*** Opening Supplied entries ***

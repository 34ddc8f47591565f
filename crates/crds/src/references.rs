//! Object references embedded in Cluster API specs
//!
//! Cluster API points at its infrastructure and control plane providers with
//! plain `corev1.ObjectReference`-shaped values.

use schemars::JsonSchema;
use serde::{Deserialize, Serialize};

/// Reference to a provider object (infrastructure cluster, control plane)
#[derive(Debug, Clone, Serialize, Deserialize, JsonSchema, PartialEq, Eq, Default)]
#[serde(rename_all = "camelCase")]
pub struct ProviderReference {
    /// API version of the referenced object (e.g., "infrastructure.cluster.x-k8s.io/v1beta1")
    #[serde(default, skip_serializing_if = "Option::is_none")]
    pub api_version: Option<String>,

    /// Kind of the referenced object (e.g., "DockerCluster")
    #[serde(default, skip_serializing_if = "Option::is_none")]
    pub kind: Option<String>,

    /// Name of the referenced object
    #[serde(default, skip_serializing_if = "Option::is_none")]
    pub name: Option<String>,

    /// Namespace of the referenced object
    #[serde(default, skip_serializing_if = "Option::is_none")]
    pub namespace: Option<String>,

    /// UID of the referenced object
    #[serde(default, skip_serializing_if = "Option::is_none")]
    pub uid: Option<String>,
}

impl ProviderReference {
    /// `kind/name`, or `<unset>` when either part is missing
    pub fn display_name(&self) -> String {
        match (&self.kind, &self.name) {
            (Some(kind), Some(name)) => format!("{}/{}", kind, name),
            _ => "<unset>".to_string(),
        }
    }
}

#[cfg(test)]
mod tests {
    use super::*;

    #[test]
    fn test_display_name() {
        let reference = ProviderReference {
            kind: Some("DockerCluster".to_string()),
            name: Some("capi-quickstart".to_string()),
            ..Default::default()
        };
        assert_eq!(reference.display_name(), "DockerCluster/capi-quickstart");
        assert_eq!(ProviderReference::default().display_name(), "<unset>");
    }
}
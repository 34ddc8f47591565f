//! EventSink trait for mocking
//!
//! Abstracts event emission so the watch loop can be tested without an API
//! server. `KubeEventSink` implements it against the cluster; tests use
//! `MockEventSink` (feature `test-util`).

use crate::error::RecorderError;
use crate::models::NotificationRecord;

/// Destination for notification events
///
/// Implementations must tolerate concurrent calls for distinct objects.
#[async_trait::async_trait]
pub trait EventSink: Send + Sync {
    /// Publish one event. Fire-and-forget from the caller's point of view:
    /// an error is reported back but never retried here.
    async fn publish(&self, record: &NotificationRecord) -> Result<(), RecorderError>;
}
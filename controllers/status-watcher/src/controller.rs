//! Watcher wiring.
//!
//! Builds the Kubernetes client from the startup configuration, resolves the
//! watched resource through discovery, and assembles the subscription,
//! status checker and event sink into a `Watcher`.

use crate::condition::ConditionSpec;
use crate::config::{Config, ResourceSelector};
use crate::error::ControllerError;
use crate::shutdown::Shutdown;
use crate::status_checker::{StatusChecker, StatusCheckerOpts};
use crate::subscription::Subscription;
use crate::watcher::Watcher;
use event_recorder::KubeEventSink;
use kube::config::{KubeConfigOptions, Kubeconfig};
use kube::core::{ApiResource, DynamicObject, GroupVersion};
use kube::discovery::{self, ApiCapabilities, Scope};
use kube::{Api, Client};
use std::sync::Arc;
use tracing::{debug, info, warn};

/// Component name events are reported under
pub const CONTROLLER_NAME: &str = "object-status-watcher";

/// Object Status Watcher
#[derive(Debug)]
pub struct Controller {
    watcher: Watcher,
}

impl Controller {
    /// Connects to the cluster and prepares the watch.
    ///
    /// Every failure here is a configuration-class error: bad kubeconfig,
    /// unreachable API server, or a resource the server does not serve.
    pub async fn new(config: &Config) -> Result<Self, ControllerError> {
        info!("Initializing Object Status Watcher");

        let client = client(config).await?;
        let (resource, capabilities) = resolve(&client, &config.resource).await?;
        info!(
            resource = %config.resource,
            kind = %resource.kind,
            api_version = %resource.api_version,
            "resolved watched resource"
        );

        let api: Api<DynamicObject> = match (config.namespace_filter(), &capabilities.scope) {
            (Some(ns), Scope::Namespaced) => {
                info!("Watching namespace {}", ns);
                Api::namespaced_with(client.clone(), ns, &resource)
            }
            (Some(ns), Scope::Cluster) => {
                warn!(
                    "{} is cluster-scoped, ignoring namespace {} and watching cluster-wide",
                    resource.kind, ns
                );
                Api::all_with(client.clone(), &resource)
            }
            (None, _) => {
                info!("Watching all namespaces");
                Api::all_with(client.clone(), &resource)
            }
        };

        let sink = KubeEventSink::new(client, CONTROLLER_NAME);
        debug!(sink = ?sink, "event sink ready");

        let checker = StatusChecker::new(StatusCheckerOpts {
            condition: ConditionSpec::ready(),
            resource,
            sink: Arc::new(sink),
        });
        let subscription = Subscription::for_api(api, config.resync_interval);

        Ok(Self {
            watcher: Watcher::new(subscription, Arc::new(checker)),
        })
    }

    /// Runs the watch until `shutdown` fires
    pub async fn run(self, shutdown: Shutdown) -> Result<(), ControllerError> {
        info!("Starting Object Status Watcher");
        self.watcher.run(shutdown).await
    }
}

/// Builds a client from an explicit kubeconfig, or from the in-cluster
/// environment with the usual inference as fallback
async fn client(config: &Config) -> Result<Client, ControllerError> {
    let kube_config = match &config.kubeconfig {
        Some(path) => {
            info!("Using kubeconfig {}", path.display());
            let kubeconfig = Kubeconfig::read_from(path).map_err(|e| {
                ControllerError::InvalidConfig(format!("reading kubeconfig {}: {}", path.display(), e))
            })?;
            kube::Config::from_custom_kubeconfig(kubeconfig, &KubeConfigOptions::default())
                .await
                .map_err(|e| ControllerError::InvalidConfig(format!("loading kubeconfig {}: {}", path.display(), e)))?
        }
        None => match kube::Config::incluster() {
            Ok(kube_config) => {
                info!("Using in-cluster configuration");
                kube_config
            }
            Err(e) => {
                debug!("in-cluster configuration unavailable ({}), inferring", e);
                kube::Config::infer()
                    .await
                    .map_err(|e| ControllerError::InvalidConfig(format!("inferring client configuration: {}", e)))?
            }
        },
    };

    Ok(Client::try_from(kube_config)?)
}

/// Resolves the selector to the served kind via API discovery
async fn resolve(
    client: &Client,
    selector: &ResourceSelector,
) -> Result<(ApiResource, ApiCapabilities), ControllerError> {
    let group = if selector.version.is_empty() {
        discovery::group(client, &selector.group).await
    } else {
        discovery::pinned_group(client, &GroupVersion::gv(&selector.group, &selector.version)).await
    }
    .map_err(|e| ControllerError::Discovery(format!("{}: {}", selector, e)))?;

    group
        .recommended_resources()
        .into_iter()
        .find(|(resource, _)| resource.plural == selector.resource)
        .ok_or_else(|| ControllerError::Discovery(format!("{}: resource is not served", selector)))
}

*** Closing Supplied entries ***

_What the task requires_. Please restate the material above exactly, line by line.

_Worked solution_.
repository 34ddc8f47591565f
filename crates/crds/src/references.rs
//! Object references embedded in Cluster API specs
//!
//! Cluster API points at its infrastructure and control plane providers with
//! plain `corev1.ObjectReference`-shaped values.

use schemars::JsonSchema;
use serde::{Deserialize, Serialize};

/// Reference to a provider object (infrastructure cluster, control plane)
#[derive(Debug, Clone, Serialize, Deserialize, JsonSchema, PartialEq, Eq, Default)]
#[serde(rename_all = "camelCase")]
pub struct ProviderReference {
    /// API version of the referenced object (e.g., "infrastructure.cluster.x-k8s.io/v1beta1")
    #[serde(default, skip_serializing_if = "Option::is_none")]
    pub api_version: Option<String>,

    /// Kind of the referenced object (e.g., "DockerCluster")
    #[serde(default, skip_serializing_if = "Option::is_none")]
    pub kind: Option<String>,

    /// Name of the referenced object
    #[serde(default, skip_serializing_if = "Option::is_none")]
    pub name: Option<String>,

    /// Namespace of the referenced object
    #[serde(default, skip_serializing_if = "Option::is_none")]
    pub namespace: Option<String>,

    /// UID of the referenced object
    #[serde(default, skip_serializing_if = "Option::is_none")]
    pub uid: Option<String>,
}

impl ProviderReference {
    /// `kind/name`, or `<unset>` when either part is missing
    pub fn display_name(&self) -> String {
        match (&self.kind, &self.name) {
            (Some(kind), Some(name)) => format!("{}/{}", kind, name),
            _ => "<unset>".to_string(),
        }
    }
}

#[cfg(test)]
mod tests {
    use super::*;

    #[test]
    fn test_display_name() {
        let reference = ProviderReference {
            kind: Some("DockerCluster".to_string()),
            name: Some("capi-quickstart".to_string()),
            ..Default::default()
        };
        assert_eq!(reference.display_name(), "DockerCluster/capi-quickstart");
        assert_eq!(ProviderReference::default().display_name(), "<unset>");
    }
}
repository 34ddc8f47591565f
//! EventSink trait for mocking
//!
//! Abstracts event emission so the watch loop can be tested without an API
//! server. `KubeEventSink` implements it against the cluster; tests use
//! `MockEventSink` (feature `test-util`).

use crate::error::RecorderError;
use crate::models::NotificationRecord;

/// Destination for notification events
///
/// Implementations must tolerate concurrent calls for distinct objects.
#[async_trait::async_trait]
pub trait EventSink: Send + Sync {
    /// Publish one event. Fire-and-forget from the caller's point of view:
    /// an error is reported back but never retried here.
    async fn publish(&self, record: &NotificationRecord) -> Result<(), RecorderError>;
}
filename controllers/status-watcher/src/controller.rs
//! Watcher wiring.
//!
//! Builds the Kubernetes client from the startup configuration, resolves the
//! watched resource through discovery, and assembles the subscription,
//! status checker and event sink into a `Watcher`.

use crate::condition::ConditionSpec;
use crate::config::{Config, ResourceSelector};
use crate::error::ControllerError;
use crate::shutdown::Shutdown;
use crate::status_checker::{StatusChecker, StatusCheckerOpts};
use crate::subscription::Subscription;
use crate::watcher::Watcher;
use event_recorder::KubeEventSink;
use kube::config::{KubeConfigOptions, Kubeconfig};
use kube::core::{ApiResource, DynamicObject, GroupVersion};
use kube::discovery::{self, ApiCapabilities, Scope};
use kube::{Api, Client};
use std::sync::Arc;
use tracing::{debug, info, warn};

/// Component name events are reported under
pub const CONTROLLER_NAME: &str = "object-status-watcher";

/// Object Status Watcher
#[derive(Debug)]
pub struct Controller {
    watcher: Watcher,
}

impl Controller {
    /// Connects to the cluster and prepares the watch.
    ///
    /// Every failure here is a configuration-class error: bad kubeconfig,
    /// unreachable API server, or a resource the server does not serve.
    pub async fn new(config: &Config) -> Result<Self, ControllerError> {
        info!("Initializing Object Status Watcher");

        let client = client(config).await?;
        let (resource, capabilities) = resolve(&client, &config.resource).await?;
        info!(
            resource = %config.resource,
            kind = %resource.kind,
            api_version = %resource.api_version,
            "resolved watched resource"
        );

        let api: Api<DynamicObject> = match (config.namespace_filter(), &capabilities.scope) {
            (Some(ns), Scope::Namespaced) => {
                info!("Watching namespace {}", ns);
                Api::namespaced_with(client.clone(), ns, &resource)
            }
            (Some(ns), Scope::Cluster) => {
                warn!(
                    "{} is cluster-scoped, ignoring namespace {} and watching cluster-wide",
                    resource.kind, ns
                );
                Api::all_with(client.clone(), &resource)
            }
            (None, _) => {
                info!("Watching all namespaces");
                Api::all_with(client.clone(), &resource)
            }
        };

        let sink = KubeEventSink::new(client, CONTROLLER_NAME);
        debug!(sink = ?sink, "event sink ready");

        let checker = StatusChecker::new(StatusCheckerOpts {
            condition: ConditionSpec::ready(),
            resource,
            sink: Arc::new(sink),
        });
        let subscription = Subscription::for_api(api, config.resync_interval);

        Ok(Self {
            watcher: Watcher::new(subscription, Arc::new(checker)),
        })
    }

    /// Runs the watch until `shutdown` fires
    pub async fn run(self, shutdown: Shutdown) -> Result<(), ControllerError> {
        info!("Starting Object Status Watcher");
        self.watcher.run(shutdown).await
    }
}

/// Builds a client from an explicit kubeconfig, or from the in-cluster
/// environment with the usual inference as fallback
async fn client(config: &Config) -> Result<Client, ControllerError> {
    let kube_config = match &config.kubeconfig {
        Some(path) => {
            info!("Using kubeconfig {}", path.display());
            let kubeconfig = Kubeconfig::read_from(path).map_err(|e| {
                ControllerError::InvalidConfig(format!("reading kubeconfig {}: {}", path.display(), e))
            })?;
            kube::Config::from_custom_kubeconfig(kubeconfig, &KubeConfigOptions::default())
                .await
                .map_err(|e| ControllerError::InvalidConfig(format!("loading kubeconfig {}: {}", path.display(), e)))?
        }
        None => match kube::Config::incluster() {
            Ok(kube_config) => {
                info!("Using in-cluster configuration");
                kube_config
            }
            Err(e) => {
                debug!("in-cluster configuration unavailable ({}), inferring", e);
                kube::Config::infer()
                    .await
                    .map_err(|e| ControllerError::InvalidConfig(format!("inferring client configuration: {}", e)))?
            }
        },
    };

    Ok(Client::try_from(kube_config)?)
}

/// Resolves the selector to the served kind via API discovery
async fn resolve(
    client: &Client,
    selector: &ResourceSelector,
) -> Result<(ApiResource, ApiCapabilities), ControllerError> {
    let group = if selector.version.is_empty() {
        discovery::group(client, &selector.group).await
    } else {
        discovery::pinned_group(client, &GroupVersion::gv(&selector.group, &selector.version)).await
    }
    .map_err(|e| ControllerError::Discovery(format!("{}: {}", selector, e)))?;

    group
        .recommended_resources()
        .into_iter()
        .find(|(resource, _)| resource.plural == selector.resource)
        .ok_or_else(|| ControllerError::Discovery(format!("{}: resource is not served", selector)))
}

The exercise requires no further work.